24 N.Y.S. 61, 70 Hun 261, 77 N.Y. Sup. Ct. 261, 53 N.Y. St. Rep. 773
CourtNew York Supreme Court
DecidedJune 30, 1893
StatusPublished
Cited by4 cases

This text of 24 N.Y.S. 61 (Brown v. Gray) is published on Counsel Stack Legal Research, covering New York Supreme Court primary law. Counsel Stack provides free access to over 12 million legal documents including statutes, case law, regulations, and constitutions.

Bluebook
Brown v. Gray, 24 N.Y.S. 61, 70 Hun 261, 77 N.Y. Sup. Ct. 261, 53 N.Y. St. Rep. 773 (N.Y. Super. Ct. 1893).

Opinion

FOLLETT, J.

Under the charter parties the owners of the vessels had liens on the freight moneys for the sums due them for the use of their ships. 4,885 Bags of Linseed, 1 Black, 108; The Bird of Paradise, 5 Wall. 545. By the terms of the charter parties the vessels were to be navigated by officers and crews furnished by the owners, and at their expense, and at the time when the owners enforced their liens upon the freight they had legal possession of the ships. In Clarkson v.. Edes, 4 Cow. 470, it was held, that when by the terms of a charter party a vessel is to be navigated at the expense .of the owners, they must be deemed to be the owners in possession. Whether the owners have a lien on the freight moneys for all the items which they claim is not necessary to be determined, for we are of the opinion that this court has not jurisdiction to adjudicate upon the conflicting claims of these litigants. Section 3 of article 3 of the constitution of the United States provides that the judicial power of the courts of the United States shall extend to all cases of admiralty and maritime jurisdiction. Pursuant to this provision, section 711 of the Revised Statutes of the United States was passed, which provides:

“The jurisdiction vested in the courts of the United States in the cases and proceedings hereinafter mentioned shall be exclusive of the courts of the several states: * * * Third. Of all civil causes of admiralty and maritime [63]*63jurisdiction, saving to suitors in all cases the right of a common-law remedy when the common law is competent to give it.”
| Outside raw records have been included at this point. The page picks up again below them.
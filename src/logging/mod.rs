//! Logging configuration and initialization
//!
//! Centralized logging setup over the `tracing` ecosystem, for binaries and
//! tests embedding the pool. The pool's hot paths never log; diagnostics
//! come from the upstream resources, the device executor and the deferred
//! worker lifecycle.
//!
//! # Environment Variables
//!
//! - `RUST_LOG`: Standard tracing filter (e.g., "info", "debug,hippool=trace")
//! - `HIPPOOL_LOG_LEVEL`: Simple log level (error, warn, info, debug, trace)
//! - `HIPPOOL_LOG_FORMAT`: Output format ("human" or "json")

use once_cell::sync::OnceCell;
use thiserror::Error;
use tracing_subscriber::{
    fmt, layer::SubscriberExt, util::SubscriberInitExt, EnvFilter,
};

/// Global flag to track if tracing has been initialized
static TRACING_INITIALIZED: OnceCell<()> = OnceCell::new();

/// Environment variable for log level override
const LOG_LEVEL_ENV: &str = "HIPPOOL_LOG_LEVEL";

/// Environment variable for log format (json/human)
const LOG_FORMAT_ENV: &str = "HIPPOOL_LOG_FORMAT";

/// Errors that can occur during logging initialization
#[derive(Debug, Error)]
pub enum LoggingError {
    #[error("invalid log level: {0}")]
    InvalidLogLevel(String),

    #[error("invalid log format: {0}")]
    InvalidLogFormat(String),
}

/// Log level enumeration
#[derive(Debug, Clone, Copy, PartialEq, Eq, Default)]
pub enum LogLevel {
    Error,
    Warn,
    #[default]
    Info,
    Debug,
    Trace,
}

impl LogLevel {
    /// Parse from string
    pub fn parse(s: &str) -> Option<Self> {
        match s.to_lowercase().as_str() {
            "error" => Some(LogLevel::Error),
            "warn" | "warning" => Some(LogLevel::Warn),
            "info" => Some(LogLevel::Info),
            "debug" => Some(LogLevel::Debug),
            "trace" => Some(LogLevel::Trace),
            _ => None,
        }
    }

    /// Convert to EnvFilter string
    pub fn as_filter_str(&self) -> &'static str {
        match self {
            LogLevel::Error => "error",
            LogLevel::Warn => "warn",
            LogLevel::Info => "info",
            LogLevel::Debug => "debug",
            LogLevel::Trace => "trace",
        }
    }
}

/// Log format enumeration
#[derive(Debug, Clone, Copy, PartialEq, Eq, Default)]
pub enum LogFormat {
    /// Human-readable colored output (default)
    #[default]
    Human,
    /// JSON structured output
    Json,
}

impl LogFormat {
    /// Parse from string
    pub fn parse(s: &str) -> Option<Self> {
        match s.to_lowercase().as_str() {
            "human" | "pretty" | "console" => Some(LogFormat::Human),
            "json" | "structured" => Some(LogFormat::Json),
            _ => None,
        }
    }
}

/// Logging configuration
#[derive(Debug, Clone, Default)]
pub struct LoggingConfig {
    /// Log level to use
    pub level: LogLevel,
    /// Output format
    pub format: LogFormat,
    /// Whether to include file/line in logs
    pub with_file_info: bool,
}

impl LoggingConfig {
    pub fn new() -> Self {
        Self::default()
    }

    pub fn with_level(mut self, level: LogLevel) -> Self {
        self.level = level;
        self
    }

    pub fn with_format(mut self, format: LogFormat) -> Self {
        self.format = format;
        self
    }

    pub fn with_file_info(mut self, with_file_info: bool) -> Self {
        self.with_file_info = with_file_info;
        self
    }
}

/// Initialize logging from environment variables, falling back to `info`
/// level and human-readable output.
///
/// This function is idempotent - calling it multiple times will only
/// initialize the subscriber once.
pub fn init_logging_default() {
    TRACING_INITIALIZED.get_or_init(|| {
        let level = std::env::var(LOG_LEVEL_ENV)
            .ok()
            .and_then(|s| LogLevel::parse(&s))
            .unwrap_or_default();
        let format = std::env::var(LOG_FORMAT_ENV)
            .ok()
            .and_then(|s| LogFormat::parse(&s))
            .unwrap_or_default();

        let config = LoggingConfig::new().with_level(level).with_format(format);
        let _ = try_init(&config);
    });
}

/// Initialize logging with a custom configuration.
///
/// This function is idempotent.
pub fn init_with_config(config: &LoggingConfig) {
    TRACING_INITIALIZED.get_or_init(|| {
        let _ = try_init(config);
    });
}

fn try_init(config: &LoggingConfig) -> Result<(), LoggingError> {
    let env_filter = build_env_filter(config.level)?;

    match config.format {
        LogFormat::Json => {
            let layer = fmt::layer()
                .json()
                .with_target(false)
                .with_file(config.with_file_info)
                .with_line_number(config.with_file_info);
            tracing_subscriber::registry()
                .with(env_filter)
                .with(layer)
                .init();
        }
        LogFormat::Human => {
            let layer = fmt::layer()
                .with_target(true)
                .with_file(config.with_file_info)
                .with_line_number(config.with_file_info);
            tracing_subscriber::registry()
                .with(env_filter)
                .with(layer)
                .init();
        }
    }

    Ok(())
}

/// Build the environment filter for log level.
/// Tries RUST_LOG first (standard tracing convention), then HIPPOOL_LOG_LEVEL.
fn build_env_filter(default_level: LogLevel) -> Result<EnvFilter, LoggingError> {
    if let Ok(rust_log) = std::env::var("RUST_LOG") {
        return EnvFilter::try_new(rust_log)
            .map_err(|e| LoggingError::InvalidLogLevel(e.to_string()));
    }

    if let Ok(level) = std::env::var(LOG_LEVEL_ENV) {
        if let Some(level) = LogLevel::parse(&level) {
            return Ok(EnvFilter::new(level.as_filter_str()));
        }
    }

    Ok(EnvFilter::new(default_level.as_filter_str()))
}

/// Check if tracing has been initialized
pub fn is_initialized() -> bool {
    TRACING_INITIALIZED.get().is_some()
}

#[cfg(test)]
mod tests {
    use super::*;
    use serial_test::serial;

    #[test]
    #[serial]
    fn test_init_logging_default_idempotent() {
        init_logging_default();
        init_logging_default();
        assert!(is_initialized());
    }

    #[test]
    fn test_log_level_parse() {
        assert_eq!(LogLevel::parse("error"), Some(LogLevel::Error));
        assert_eq!(LogLevel::parse("warning"), Some(LogLevel::Warn));
        assert_eq!(LogLevel::parse("TRACE"), Some(LogLevel::Trace));
        assert_eq!(LogLevel::parse("nope"), None);
    }

    #[test]
    fn test_log_format_parse() {
        assert_eq!(LogFormat::parse("human"), Some(LogFormat::Human));
        assert_eq!(LogFormat::parse("json"), Some(LogFormat::Json));
        assert_eq!(LogFormat::parse("structured"), Some(LogFormat::Json));
        assert_eq!(LogFormat::parse("xml"), None);
    }

    #[test]
    fn test_logging_config_builder() {
        let config = LoggingConfig::new()
            .with_level(LogLevel::Debug)
            .with_format(LogFormat::Json)
            .with_file_info(true);
        assert_eq!(config.level, LogLevel::Debug);
        assert_eq!(config.format, LogFormat::Json);
        assert!(config.with_file_info);
    }
}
The same statutory provision is contained in subdivision 8, § 563, Rev. St. U. S. Under this statute it has been repeatedly held that controversies arising out, of maritime contracts must be enforced in the United States courts, unless the remedy sought is one which can be obtained in a common-law court. The Hine v. Trevor, 4 Wall. 555; The Belfast, 7 Wall. 625; Town of Pelham v. The R. F. Woolsey, 3 Fed. Rep. 457. The learned counsel for the respondent cites many cases, and many more might be added, holding that actions for the recovery of damages—common-law actions— for breach of maritime contracts may be maintained in the courts of the several states; but he cites no authority holding that an equitable action, brought to enforce a maritime lien, can be prosecuted in such courts. Of such actions the federal courts have exclusive jurisdiction. The case at bar is an equitable action, brought in the first instance to enforce a maritime lien in favor of the plaintiff, and by the amendment to the complaint it is sought to adjudicate as to the existence of the maritime liens claimed by the appellant, and, if found to exist, to determine their amount. This, under the decisions, we think cannot be done. The orders appealed from should be reversed, with $10 costs and printing disbursements, and the motion to vacate the injunctions granted, with $10 costs.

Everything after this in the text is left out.